Stolz, curioso de revoluciones, había estado en Budapest durante la dictadura de Bela Kun y asistido a la derrota de los comunistas, en agosto de 1919 y a la matanza de judíos bolcheviques en las calles de la ciudad húngara.
—¿Y era curioso el aspecto de Múnich durante la revolución? —preguntó Pepita.
—Nada. Todo iba tomando un aire horrible. Era como el cieno que va apareciendo cuando se revuelve un estanque.
—Pero, al menos, la ciudad estaría distinta.
—Claro. Había gentes de aire patibulario, grupos, tumulto, pero la ciudad esta, que es esencialmente burguesa, no manifestaba más que asombro. Yo tenía mala idea de la revolución, pero la adquirí peor. Esta revolución no era más que una algarada de pocos, una serie de bocinas o de altavoces repitiendo lugares comunes en todos los tonos y de todas las maneras. ¡La eterna moral absoluta que comenzará mañana! Como si el día de mañana no tuviera que ser como el de hoy y como si los hombres a fecha fija, fuesen a dejar a un lado odios, envidias, egoísmo y vanidad.

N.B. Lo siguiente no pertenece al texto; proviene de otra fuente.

// "Control+A" -> (2, "A"), CDP modifier bit flags
fn parse_key_combo(combo: &str) -> (i64, &str) {
    let mut parts: Vec<&str> = combo.split('+').collect();
    let key = parts.pop().unwrap_or(combo);
    let mut flags = 0;
    for m in parts {
        match m.to_lowercase().as_str() {
            "control" | "ctrl" => flags |= 2,
            "alt" | "option" => flags |= 1,
            "shift" => flags |= 8,
            "meta" | "cmd" | "command" => flags |= 4,
            _ => {}
        }
    }
    (flags, key)
}

#[async_trait]
impl PageDriver for BrowserClient {
    async fn navigate(&self, url: &str, timeout: Duration) -> Result<()> {
        debug!(url, "navigating");
        tokio::time::timeout(timeout, self.page.goto(url))
            .await
            .map_err(|_| anyhow!("navigation to {url} timed out after {timeout:?}"))?
            .with_context(|| format!("navigation to {url} failed"))?;
        Ok(())
    }

    async fn wait_for_selector(
        &self,
        selector: &str,
        timeout: Duration,
    ) -> Result<Option<ElementState>> {
        let js = format!(
            r#"(() => {{
                const el = document.querySelector({sel});
                if (!el) return null;
                const r = el.getBoundingClientRect();
                const s = window.getComputedStyle(el);
                return {{
                    enabled: !el.disabled && el.getAttribute('aria-disabled') !== 'true',
                    visible: r.width > 0 && r.height > 0 && s.visibility !== 'hidden' && s.display !== 'none'
                }};
            }})()"#,
            sel = js_str(selector)
        );

        let start = tokio::time::Instant::now();
        loop {
            match self.eval_opt::<ElementState>(js.clone()).await {
                Ok(Some(state)) => return Ok(Some(state)),
                Ok(None) => {}
                Err(e) => debug!(selector, "selector lookup error: {e:#}"),
            }
            if start.elapsed() >= timeout {
                return Ok(None);
            }
            tokio::time::sleep(LOOKUP_INTERVAL).await;
        }
    }

    async fn query_texts(&self, selector: &str) -> Result<Vec<String>> {
        let js = format!(
            "Array.from(document.querySelectorAll({})).map(e => (e.innerText || e.textContent || '').trim())",
            js_str(selector)
        );
        self.eval(js).await
    }

    async fn click(&self, selector: &str, index: usize) -> Result<()> {
        let elements = self
            .page
            .find_elements(selector)
            .await
            .with_context(|| format!("no element matches {selector}"))?;
        let element = elements
            .get(index)
            .ok_or_else(|| anyhow!("{selector} has no match at index {index}"))?;
        element
            .click()
            .await
            .with_context(|| format!("failed to click {selector}"))?;
        Ok(())
    }

    async fn fill(&self, selector: &str, index: usize, text: &str) -> Result<()> {
        self.click(selector, index).await?;

        // select whatever is already there so the insert replaces it
        self.key_event(DispatchKeyEventType::KeyDown, "a", 2).await?;
        self.key_event(DispatchKeyEventType::KeyUp, "a", 2).await?;
        self.key_event(DispatchKeyEventType::KeyDown, "Backspace", 0).await?;
        self.key_event(DispatchKeyEventType::KeyUp, "Backspace", 0).await?;

        self.page
            .execute(InsertTextParams::new(text))
            .await
            .context("failed to type prompt")?;
        Ok(())
    }

    async fn press_key(&self, key: &str) -> Result<()> {
        let (modifiers, key_name) = parse_key_combo(key);
        self.key_event(DispatchKeyEventType::KeyDown, key_name, modifiers).await?;
        self.key_event(DispatchKeyEventType::KeyUp, key_name, modifiers).await
    }

    async fn body_text(&self) -> Result<String> {
        self.eval("document.body ? document.body.innerText : ''".to_string())
            .await
    }

    async fn local_storage_get(&self, key: &str) -> Result<Option<String>> {
        self.eval_opt(format!("window.localStorage.getItem({})", js_str(key)))
            .await
    }

    async fn local_storage_set(&self, key: &str, value: &str) -> Result<()> {
        let js = format!(
            "(() => {{ window.localStorage.setItem({}, {}); return true; }})()",
            js_str(key),
            js_str(value)
        );
        self.eval::<bool>(js).await.map(|_| ())
    }

    async fn reload(&self, timeout: Duration) -> Result<()> {
        tokio::time::timeout(timeout, self.page.reload())
            .await
            .map_err(|_| anyhow!("reload timed out after {timeout:?}"))?
            .context("reload failed")?;
        Ok(())
    }

    async fn current_url(&self) -> Result<String> {
        Ok(self.page.url().await?.unwrap_or_default())
    }

    async fn screenshot(&self, path: &Path) -> Result<()> {
        let params = ScreenshotParams::builder()
            .format(CaptureScreenshotFormat::Png)
            .full_page(true)
            .build();
        self.page
            .save_screenshot(params, path)
            .await
            .with_context(|| format!("failed to save screenshot to {}", path.display()))?;
        Ok(())
    }

    async fn cookies(&self) -> Result<Vec<CookieRecord>> {
        let cookies = self.page.get_cookies().await.context("failed to read cookies")?;
        Ok(cookies
            .into_iter()
            .map(|c| CookieRecord {
                name: c.name,
                value: c.value,
                domain: c.domain,
                path: c.path,
                expires: (!c.session).then_some(c.expires),
                http_only: c.http_only,
                secure: c.secure,
                same_site: c.same_site.map(|s| s.as_ref().to_string()),
            })
            .collect())
    }

    async fn set_cookies(&self, cookies: &[CookieRecord]) -> Result<()> {
        let mut params = Vec::with_capacity(cookies.len());
        for c in cookies {
            let mut builder = CookieParam::builder()
                .name(c.name.clone())
                .value(c.value.clone())
                .domain(c.domain.clone())
                .path(c.path.clone())
                .http_only(c.http_only)
                .secure(c.secure);
            if let Some(expires) = c.expires.filter(|e| *e > 0.0) {
                builder = builder.expires(TimeSinceEpoch::new(expires));
            }
            if let Some(same_site) = c
                .same_site
                .as_deref()
                .and_then(|s| s.parse::<CookieSameSite>().ok())
            {
                builder = builder.same_site(same_site);
            }
            params.push(builder.build().map_err(|e| anyhow!("cookie {}: {e}", c.name))?);
        }
        self.page
            .set_cookies(params)
            .await
            .context("failed to set cookies")?;
        Ok(())
    }
}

—Le encuentro a usted pesimista, señor Stolz —dijo Pepita.
—Pesimista de lo que me parece malo. No crea usted; yo he sido socialista en mi juventud, pero ahora no lo soy. Reaccioné primero contra la teoría y la concepción materialista y económica de la historia, pero quería ver la Revolución en sus hechos.
—¿Y le pareció a usted mal?
—Horrible, vulgar. La revolución es una época para histriones. Todos los gritos sirven, todas las necedades tienen valor, todos los pedantes alcanzan un pedestal. No hay que tener historia, ni cultura, ni documentación ninguna. Basta saber gritar. Cuanto más estúpido sea este grito, más estridente y más necio, se tiene más prestigio. El que pueda encontrar ante la multitud el aullido del hombre de la caverna, será vitoreado y llevado en triunfo.
—Mala idea tiene usted de la gente.
—Es posible que en un pueblo latino la revolución sea más pintoresca: aquí no salieron a flote más que los instintos de un populacho brutal sin genialidad con un sentido demoníaco de rabia y de pillaje.
—Es raro.
—No, no es raro. El alemán no puede vivir más que con disciplina estrecha. El maximalismo aquí, como todo lo popular, en Alemania tomó aire de fiesta gimnástica. Grupos marchando al paso y cantando la Internacional o la Marsellesa, músicas, tambores, tuvimos todo este estrépito hasta que empezó la canción de las ametralladoras. Entonces, cosa muy natural y muy alemana, ejército y sublevados volvieron al orden y a la disciplina y se batieron unos y otros como militares. Es indudable que en un pueblo como el alemán, disciplinado, la indisciplina es más cerril y más bruta que en un pueblo latino.
—Y las mujeres, ¿tomaron parte en la Revolución?
—Sí, pero no se distinguieron. Nuestras Euménides se mostraron como modestas bacantes, llenas de pedantería y de cerveza.
Según Stolz, antiguo socialista, la tentativa maximalista había sido un fracaso ridículo. Había que seguir por el viejo camino llevando todos los lastres antiguos. Otra cosa era imposible.